Having never read Paul Auster's City of Glass in bare text, it is hard to imagine it related more compellingly than it is here in his collaboration with artist Paul Karasik. The noir-ish narrative is built on acts of happenstance; intersections of personal losses, accidents and a search for answers that spin off into new configurations, like watching balls in a game of billiards.In his introduction, Art Spiegelman, creator of Maus and ten-year contributor to the New Yorker, explains how it all came together in a similar act of randomness, or perhaps destiny. After sparking a friendship with Auster in the 80's, Spiegelman saw tremendous graphic potential in Auster's abstract narrative style. He began searching for an artist who could not only tell the 'City of Glass' story, but capture and expand its essence.Spiegelman found that in a former student of his at the School of Visual Arts, Paul Karasik. Since SVA, Paul had moved on to teach art at Packer Collegiate in Brooklyn Heights. As it turned out, one of Karasik's own students who showed particular talent was Paul Auster's own 11-yr old son, Daniel. Curious, Karasik had read some of Auster's work and had already begun working out sketches of City of Glass in a sketchbook. What results is a true meeting of the minds, as dynamic as it is inexplicable. Where Auster's language appropriately shatters, Karasik's visuals create a world where those broken codes can find their home.

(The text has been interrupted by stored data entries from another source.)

//! hostcheck: host compliance checking engine.
//!
//! Raw host artifacts (configuration files, stat listings) are parsed into
//! structured facts, a declarative catalog of checks is evaluated against
//! them, and each check is classified as not applicable, clean, anomalous
//! or errored.
//!
//! # Quick Start
//!
//! ```no_run
//! use std::path::PathBuf;
//! use hostcheck::{run, RunOptions};
//!
//! let options = RunOptions::default();
//! let report = run(&[PathBuf::from("web1.json")], &options).unwrap();
//! println!("Pass: {}, Anomalies: {}", report.verdict.pass, report.verdict.effective_anomalies);
//! ```

pub mod config;
pub mod error;
pub mod facts;
pub mod output;
pub mod parser;
pub mod rules;
pub mod snapshot;

use std::path::PathBuf;
use std::time::Duration;

use chrono::{DateTime, Utc};
use serde::Serialize;
use uuid::Uuid;

use config::{CatalogConfig, Config};
use error::{CheckError, Result};
use facts::SchemaRegistry;
use output::OutputFormat;
use rules::policy::PolicyVerdict;
use rules::{CancelToken, Catalog, CatalogSource, CheckEngine, CheckResult, EvaluationOptions};
use snapshot::Snapshot;

pub use facts::{FactRecord, HostData};
pub use rules::{evaluate, ResultSet};

/// Options for a run invocation.
#[derive(Debug, Clone)]
pub struct RunOptions {
    /// Path to config file (defaults to `.hostcheck.toml` in the working directory).
    pub config_path: Option<PathBuf>,
    /// Catalog files or directories, in addition to those in the config.
    pub catalog_paths: Vec<PathBuf>,
    /// Skip the built-in checks regardless of config.
    pub no_builtin: bool,
    /// CLI override for worker count.
    pub workers: Option<usize>,
    /// CLI override for the run timeout.
    pub timeout: Option<Duration>,
    /// CLI override for fail_on threshold.
    pub fail_on_override: Option<rules::Severity>,
    /// Output format.
    pub format: OutputFormat,
    pub cancel: CancelToken,
}

impl Default for RunOptions {
    fn default() -> Self {
        Self {
            config_path: None,
            catalog_paths: Vec::new(),
            no_builtin: false,
            workers: None,
            timeout: None,
            fail_on_override: None,
            format: OutputFormat::Console,
            cancel: CancelToken::new(),
        }
    }
}

/// Complete run report.
#[derive(Debug, Serialize)]
pub struct RunReport {
    pub run_id: Uuid,
    pub started_at: DateTime<Utc>,
    pub hosts: Vec<String>,
    pub catalog: Vec<CatalogSource>,
    /// Results after policy (ignored checks removed, overrides applied),
    /// ordered by host then check id.
    pub results: Vec<CheckResult>,
    pub skipped: usize,
    pub cancelled: bool,
    pub verdict: PolicyVerdict,
}

impl RunReport {
    pub fn anomalies(&self) -> impl Iterator<Item = &CheckResult> {
        self.results.iter().filter(|r| r.is_anomaly())
    }

    pub fn errors(&self) -> impl Iterator<Item = &CheckResult> {
        self.results.iter().filter(|r| r.is_error())
    }
}

/// Build the catalog described by `config`.
pub fn load_catalog(config: &CatalogConfig, registry: &SchemaRegistry) -> Result<Catalog> {
    let mut catalog = if config.builtin {
        Catalog::builtin(registry)?
    } else {
        Catalog::default()
    };
    for path in &config.paths {
        catalog.merge(Catalog::load_path(path, registry)?)?;
    }
    if catalog.is_empty() {
        return Err(CheckError::Config("no checks loaded".into()));
    }
    Ok(catalog)
}

/// Run a complete evaluation: load config and catalog, load snapshots,
/// evaluate, apply policy.
pub fn run(snapshots: &[PathBuf], options: &RunOptions) -> Result<RunReport> {
    let started_at = Utc::now();

    // Load config
    let config_path = options
        .config_path
        .clone()
        .unwrap_or_else(|| PathBuf::from(".hostcheck.toml"));
    let mut config = Config::load(&config_path)?;

    // Apply CLI overrides
    if let Some(fail_on) = options.fail_on_override {
        config.policy.fail_on = fail_on;
    }
    if options.no_builtin {
        config.catalog.builtin = false;
    }
    config.catalog.paths.extend(options.catalog_paths.iter().cloned());

    let registry = SchemaRegistry::builtin();
    let catalog = load_catalog(&config.catalog, &registry)?;
    let sources = catalog.sources().to_vec();

    let hosts = snapshots
        .iter()
        .map(|path| Snapshot::load(path, &registry))
        .collect::<Result<Vec<HostData>>>()?;

    let engine = CheckEngine::new(catalog);
    let evaluation = EvaluationOptions {
        workers: options.workers.unwrap_or(config.engine.workers),
        timeout: options.timeout.or_else(|| config.engine.timeout()),
        cancel: options.cancel.clone(),
    };
    let run = engine.evaluate_hosts(&hosts, &evaluation)?;

    // Apply policy (ignore checks, overrides)
    let all_results = run.results();
    let results = config.policy.apply(&all_results);
    let verdict = config.policy.evaluate(&all_results);

    Ok(RunReport {
        run_id: Uuid::new_v4(),
        started_at,
        hosts: hosts.into_iter().map(|h| h.host).collect(),
        catalog: sources,
        results,
        skipped: run.skipped,
        cancelled: run.cancelled,
        verdict,
    })
}

/// Render a run report in the specified format.
pub fn render_report(report: &RunReport, format: OutputFormat) -> Result<String> {
    output::render(report, format)
}

#[cfg(test)]
mod integration_tests {
    use super::*;
    use std::fs;
    use std::path::Path;

    fn write_snapshot(dir: &Path, name: &str, body: &str) -> PathBuf {
        let path = dir.join(name);
        fs::write(&path, body).unwrap();
        path
    }

    fn options(dir: &Path) -> RunOptions {
        RunOptions {
            config_path: Some(dir.join("missing.toml")),
            ..Default::default()
        }
    }

    #[test]
    fn compliant_host_passes() {
        let dir = tempfile::tempdir().unwrap();
        let snap = write_snapshot(
            dir.path(),
            "good.json",
            r#"{
                "files": {"LinuxRsyslogConfigs": {"/etc/rsyslog.conf": "*.* @@loghost.example.com:514\n"}},
                "stat": {"LinuxRsyslogConfigs": "81a4 0 0 42 /etc/rsyslog.conf\n"}
            }"#,
        );
        let report = run(&[snap], &options(dir.path())).unwrap();
        assert_eq!(report.hosts, vec!["good"]);
        assert_eq!(report.anomalies().count(), 0);
        assert!(report.verdict.pass);
    }

    #[test]
    fn world_writable_config_fails() {
        let dir = tempfile::tempdir().unwrap();
        let snap = write_snapshot(
            dir.path(),
            "bad.json",
            r#"{
                "host": "bad-host",
                "files": {"LinuxRsyslogConfigs": {"/etc/rsyslog.conf": "*.* /var/log/messages\n"}},
                "stat": {"LinuxRsyslogConfigs": "81b6 0 0 42 /etc/rsyslog.conf\n"}
            }"#,
        );
        let report = run(&[snap], &options(dir.path())).unwrap();
        let ids: Vec<&str> = report.anomalies().map(|r| r.check_id.as_str()).collect();
        assert_eq!(ids, vec!["CIS-LOGGING-AUTH-REMOTE", "CIS-LOGGING-FILE-PERMISSIONS"]);
        assert!(!report.verdict.pass);
        assert!(render_report(&report, OutputFormat::Json)
            .unwrap()
            .contains("bad-host"));
    }

    #[test]
    fn ignored_checks_are_removed_from_report() {
        let dir = tempfile::tempdir().unwrap();
        let config = dir.path().join(".hostcheck.toml");
        fs::write(
            &config,
            "[policy]\nignore_checks = [\"CIS-LOGGING-AUTH-REMOTE\"]\n",
        )
        .unwrap();
        let snap = write_snapshot(
            dir.path(),
            "h.json",
            r#"{"files": {"LinuxRsyslogConfigs": {"/etc/rsyslog.conf": "*.* /var/log/messages\n"}}}"#,
        );
        let report = run(
            &[snap],
            &RunOptions {
                config_path: Some(config),
                ..Default::default()
            },
        )
        .unwrap();
        assert!(report.verdict.pass);
        assert!(report
            .results
            .iter()
            .all(|r| r.check_id != "CIS-LOGGING-AUTH-REMOTE"));
    }

    #[test]
    fn no_checks_is_a_config_error() {
        let dir = tempfile::tempdir().unwrap();
        let opts = RunOptions {
            no_builtin: true,
            ..options(dir.path())
        };
        assert!(matches!(run(&[], &opts), Err(CheckError::Config(_))));
    }
}
//! Declared shapes of fact records.
//!
//! Every artifact lists the record kinds it may yield and every kind lists
//! its attributes. The catalog is validated against this registry at load
//! time so evaluation never has to guess at record shapes.

use std::collections::{BTreeMap, BTreeSet};

use serde::{Deserialize, Serialize};

use super::{stat, FactRecord, Value};

pub const LINUX_RSYSLOG_CONFIGS: &str = "LinuxRsyslogConfigs";
pub const LINUX_LOG_FILES: &str = "LinuxLogFiles";
pub const RSYSLOG_RULE: &str = "RsyslogRule";

#[derive(Debug, Clone, Copy, PartialEq, Eq, Hash, Serialize, Deserialize)]
#[serde(rename_all = "lowercase")]
pub enum ValueType {
    Str,
    Int,
    Set,
    Mode,
}

impl std::fmt::Display for ValueType {
    fn fmt(&self, f: &mut std::fmt::Formatter<'_>) -> std::fmt::Result {
        match self {
            Self::Str => write!(f, "string"),
            Self::Int => write!(f, "integer"),
            Self::Set => write!(f, "set"),
            Self::Mode => write!(f, "mode"),
        }
    }
}

#[derive(Debug, Clone, Copy, PartialEq, Eq, Serialize, Deserialize)]
pub struct AttributeSpec {
    pub value_type: ValueType,
    pub required: bool,
}

/// Attribute schema of one record kind.
#[derive(Debug, Clone, Serialize, Deserialize)]
pub struct KindSchema {
    pub name: String,
    attributes: BTreeMap<String, AttributeSpec>,
}

impl KindSchema {
    pub fn new(name: impl Into<String>) -> Self {
        Self {
            name: name.into(),
            attributes: BTreeMap::new(),
        }
    }

    pub fn required(mut self, attribute: &str, value_type: ValueType) -> Self {
        self.attributes.insert(
            attribute.to_string(),
            AttributeSpec {
                value_type,
                required: true,
            },
        );
        self
    }

    pub fn optional(mut self, attribute: &str, value_type: ValueType) -> Self {
        self.attributes.insert(
            attribute.to_string(),
            AttributeSpec {
                value_type,
                required: false,
            },
        );
        self
    }

    pub fn attribute(&self, name: &str) -> Option<AttributeSpec> {
        self.attributes.get(name).copied()
    }

    pub fn attribute_names(&self) -> impl Iterator<Item = &str> {
        self.attributes.keys().map(String::as_str)
    }

    /// Convert a loosely typed JSON value into this kind's declared type for `attribute`.
    pub fn coerce(&self, attribute: &str, raw: &serde_json::Value) -> Result<Value, String> {
        let spec = self
            .attribute(attribute)
            .ok_or_else(|| format!("unknown attribute '{attribute}' for kind {}", self.name))?;

        let coerced = match (spec.value_type, raw) {
            (ValueType::Str, serde_json::Value::String(s)) => Some(Value::Str(s.clone())),
            (ValueType::Int, serde_json::Value::Number(n)) => n.as_i64().map(Value::Int),
            (ValueType::Set, serde_json::Value::String(s)) => Some(Value::set([s.as_str()])),
            (ValueType::Set, serde_json::Value::Array(items)) => items
                .iter()
                .map(|item| item.as_str().map(str::to_string))
                .collect::<Option<BTreeSet<String>>>()
                .map(Value::Set),
            (ValueType::Mode, serde_json::Value::Number(n)) => {
                n.as_u64().and_then(|m| u32::try_from(m).ok()).map(Value::Mode)
            }
            (ValueType::Mode, serde_json::Value::String(s)) => stat::parse_octal(s).map(Value::Mode),
            _ => None,
        };

        coerced.ok_or_else(|| {
            format!(
                "attribute '{attribute}' of kind {} expects a {} value, got {raw}",
                self.name, spec.value_type
            )
        })
    }

    /// Verify a record carries every required attribute with its declared type.
    pub fn conform(&self, record: &FactRecord) -> Result<(), String> {
        for (name, spec) in &self.attributes {
            match record.get(name) {
                None if spec.required => {
                    return Err(format!(
                        "record {} lacks required attribute '{name}'",
                        record.origin
                    ))
                }
                Some(value) if value.value_type() != spec.value_type => {
                    return Err(format!(
                        "record {} attribute '{name}' is {}, expected {}",
                        record.origin,
                        value.value_type(),
                        spec.value_type
                    ))
                }
                _ => {}
            }
        }
        if let Some(extra) = record
            .attributes()
            .keys()
            .find(|name| !self.attributes.contains_key(name.as_str()))
        {
            return Err(format!(
                "record {} has undeclared attribute '{extra}'",
                record.origin
            ));
        }
        Ok(())
    }
}

/// Registry of artifacts and record kinds known to the engine.
#[derive(Debug, Clone, Default)]
pub struct SchemaRegistry {
    kinds: BTreeMap<String, KindSchema>,
    artifacts: BTreeMap<String, Vec<String>>,
}

impl SchemaRegistry {
    /// An empty registry, for callers that declare every schema themselves.
    pub fn empty() -> Self {
        Self::default()
    }

    /// Registry with the built-in record kinds and artifacts.
    pub fn builtin() -> Self {
        let mut registry = Self::empty();
        registry.register_kind(
            KindSchema::new(stat::STAT_ENTRY)
                .required("path", ValueType::Str)
                .required("uid", ValueType::Int)
                .required("gid", ValueType::Int)
                .required("mode", ValueType::Mode)
                .optional("size", ValueType::Int),
        );
        registry.register_kind(
            KindSchema::new(RSYSLOG_RULE)
                .required("facilities", ValueType::Set)
                .required("excluded", ValueType::Set)
                .required("priority", ValueType::Str)
                .required("transport", ValueType::Str)
                .required("destination", ValueType::Str)
                .optional("port", ValueType::Int)
                .optional("template", ValueType::Str)
                .required("line", ValueType::Str),
        );
        registry.register_artifact(LINUX_RSYSLOG_CONFIGS, [RSYSLOG_RULE, stat::STAT_ENTRY]);
        registry.register_artifact(LINUX_LOG_FILES, [stat::STAT_ENTRY]);
        registry
    }

    pub fn register_kind(&mut self, schema: KindSchema) {
        self.kinds.insert(schema.name.clone(), schema);
    }

    pub fn register_artifact<I, S>(&mut self, artifact: &str, kinds: I)
    where
        I: IntoIterator<Item = S>,
        S: Into<String>,
    {
        self.artifacts
            .insert(artifact.to_string(), kinds.into_iter().map(Into::into).collect());
    }

    pub fn kind(&self, name: &str) -> Option<&KindSchema> {
        self.kinds.get(name)
    }

    /// Record kinds the artifact may yield, or `None` for an unknown artifact.
    pub fn artifact_kinds(&self, artifact: &str) -> Option<&[String]> {
        self.artifacts.get(artifact).map(Vec::as_slice)
    }

    pub fn has_artifact(&self, artifact: &str) -> bool {
        self.artifacts.contains_key(artifact)
    }

    pub fn artifacts(&self) -> impl Iterator<Item = &str> {
        self.artifacts.keys().map(String::as_str)
    }
}

#[cfg(test)]
mod tests {
    use super::*;
    use serde_json::json;

    #[test]
    fn builtin_registry_declares_rsyslog_artifact() {
        let registry = SchemaRegistry::builtin();
        let kinds = registry.artifact_kinds(LINUX_RSYSLOG_CONFIGS).unwrap();
        assert!(kinds.iter().any(|k| k == RSYSLOG_RULE));
        assert!(kinds.iter().any(|k| k == stat::STAT_ENTRY));
        assert!(registry.artifact_kinds("NoSuchArtifact").is_none());
    }

    #[test]
    fn coerce_mode_from_octal_string_and_number() {
        let registry = SchemaRegistry::builtin();
        let stat_kind = registry.kind(stat::STAT_ENTRY).unwrap();
        assert_eq!(
            stat_kind.coerce("mode", &json!("0100644")).unwrap(),
            Value::Mode(0o100644)
        );
        assert_eq!(
            stat_kind.coerce("mode", &json!(33188)).unwrap(),
            Value::Mode(0o100644)
        );
        assert!(stat_kind.coerce("uid", &json!("root")).is_err());
        assert!(stat_kind.coerce("owner", &json!(0)).is_err());
    }

    #[test]
    fn coerce_set_from_string_or_array() {
        let registry = SchemaRegistry::builtin();
        let rule = registry.kind(RSYSLOG_RULE).unwrap();
        assert_eq!(
            rule.coerce("facilities", &json!("auth")).unwrap(),
            Value::set(["auth"])
        );
        assert_eq!(
            rule.coerce("facilities", &json!(["auth", "kern"])).unwrap(),
            Value::set(["kern", "auth"])
        );
        assert!(rule.coerce("facilities", &json!([1, 2])).is_err());
    }

    #[test]
    fn conform_rejects_missing_required_attribute() {
        let registry = SchemaRegistry::builtin();
        let stat_kind = registry.kind(stat::STAT_ENTRY).unwrap();
        let partial = FactRecord::new(LINUX_LOG_FILES, stat::STAT_ENTRY, "/var/log/x")
            .with("path", "/var/log/x")
            .with("uid", 0_i64);
        let err = stat_kind.conform(&partial).unwrap_err();
        assert!(err.contains("gid"));

        let full = stat::create_stat(LINUX_LOG_FILES, "/var/log/x", 0, 0, 0o100600);
        assert!(stat_kind.conform(&full).is_ok());
    }
}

This is quite possibly a perfect example of how a graphic novel can tell a different (and in my opinion better in this case) story than the original work by introducing pictures to the words. In this first illustrated book of Paul Auster's New York trilogy (mid 1980s noir mystery series), Auster himself becomes a character in his own book via illustrator adaptation. Running the gamut of common noir novel character types, the reader is introduced to a madman (or is he sane?), a stable and sane detective (or is he a writer? or is he insane?), someone's buxom wife (or is she a prostitute?), a brilliant professor (or is he a murderer?), and finally the City of Glass (New York, of course...but is it possibly the City of Brick as it becomes several times in the drawing). Great example of place as character, and great writing and drawing all around. 5 stars, easy.


I found it interesting, original, and memorable...but just a bit unsatisfying. I liked the graphics/ artwork, and I liked the story's investigation of identity, existence and reality. But to me, I was hoping for a neater ending. I really wanted an ending to match the 'mystery short story' genre and retrospectively make sense of the madness. But...that didn't happen, and it turns out there was no alternative layer of events - it was all just a face-value thing. I can't help but feel a touch disappointed about that - but I still give it points for being interesting and well crafted.


I first read this years ago, and my memory of it was as a 4 or 5 star book, but this time I'm going to drop it to 2. My thoughts on this reading was that it read a lot like reading Alan Moore's Watchmen, which most people would think is a compliment, but I don't. Like Watchmen, this book spends an inordinate amount of time being clever, and that cleverness is an impediment to the story. There are only so many clever things to do with the art before a reader starts to look to the cleverness, and look away from the story. The "cleverness quotient" on this work was exceeded by about page twenty...past that point it was art for art's sake, rather than art for the story's sake. It was like a child doing yet another trick, screaming "Look at me, look at me, look at me!" Shame, really, because Mazzucchelli is one of my "giants" of the comic art form, but here, like Alan Moore did in Watchmen, he's just exercising his art form, rather than exercising the story.